┌────────

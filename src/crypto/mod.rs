// Copyright 2025 Chainflip Labs GmbH
//
// Licensed under the Apache License, Version 2.0 (the "License");
// you may not use this file except in compliance with the License.
// You may obtain a copy of the License at
//
//     http://www.apache.org/licenses/LICENSE-2.0
//
// Unless required by applicable law or agreed to in writing, software
// distributed under the License is distributed on an "AS IS" BASIS,
// WITHOUT WARRANTIES OR CONDITIONS OF ANY KIND, either express or implied.
// See the License for the specific language governing permissions and
// limitations under the License.
//
// SPDX-License-Identifier: Apache-2.0

//! Pure cryptographic core: curve arithmetic, the commitment scheme,
//! Feldman VSS and Ed25519-compatible signing. No I/O, no hidden state.

mod commitment;
mod keys;
mod point;
mod scalar;
mod signing;
mod vss;

pub use commitment::{commit, random_blind, verify as verify_commitment, Blind, Commitment};
pub use keys::{EphemeralKey, LongLivedKey};
pub use point::Point;
pub use scalar::Scalar;
pub use signing::{
	aggregate, compute_challenge, compute_nonce_share, local_sig, verify_ed25519, verify_local_sig,
	verify_with_reference_impl, Signature,
};
pub use vss::{lagrange_coefficient, public_share_point, reconstruct_secret, share, verify_share, VssOutput};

└────────

* _PROBLEM TO SOLVE_: All of the material shown above should be written out exactly.

* _OUTPUT FOR THIS EXERCISE_:
filename src/crypto/mod.rs
// Copyright 2025 Chainflip Labs GmbH
//
// Licensed under the Apache License, Version 2.0 (the "License");
// you may not use this file except in compliance with the License.
// You may obtain a copy of the License at
//
//     http://www.apache.org/licenses/LICENSE-2.0
//
// Unless required by applicable law or agreed to in writing, software
// distributed under the License is distributed on an "AS IS" BASIS,
// WITHOUT WARRANTIES OR CONDITIONS OF ANY KIND, either express or implied.
// See the License for the specific language governing permissions and
// limitations under the License.
//
// SPDX-License-Identifier: Apache-2.0

//! Pure cryptographic core: curve arithmetic, the commitment scheme,
//! Feldman VSS and Ed25519-compatible signing. No I/O, no hidden state.

mod commitment;
mod keys;
mod point;
mod scalar;
mod signing;
mod vss;

pub use commitment::{commit, random_blind, verify as verify_commitment, Blind, Commitment};
pub use keys::{EphemeralKey, LongLivedKey};
pub use point::Point;
pub use scalar::Scalar;
pub use signing::{
	aggregate, compute_challenge, compute_nonce_share, local_sig, verify_ed25519, verify_local_sig,
	verify_with_reference_impl, Signature,
};
pub use vss::{lagrange_coefficient, public_share_point, reconstruct_secret, share, verify_share, VssOutput};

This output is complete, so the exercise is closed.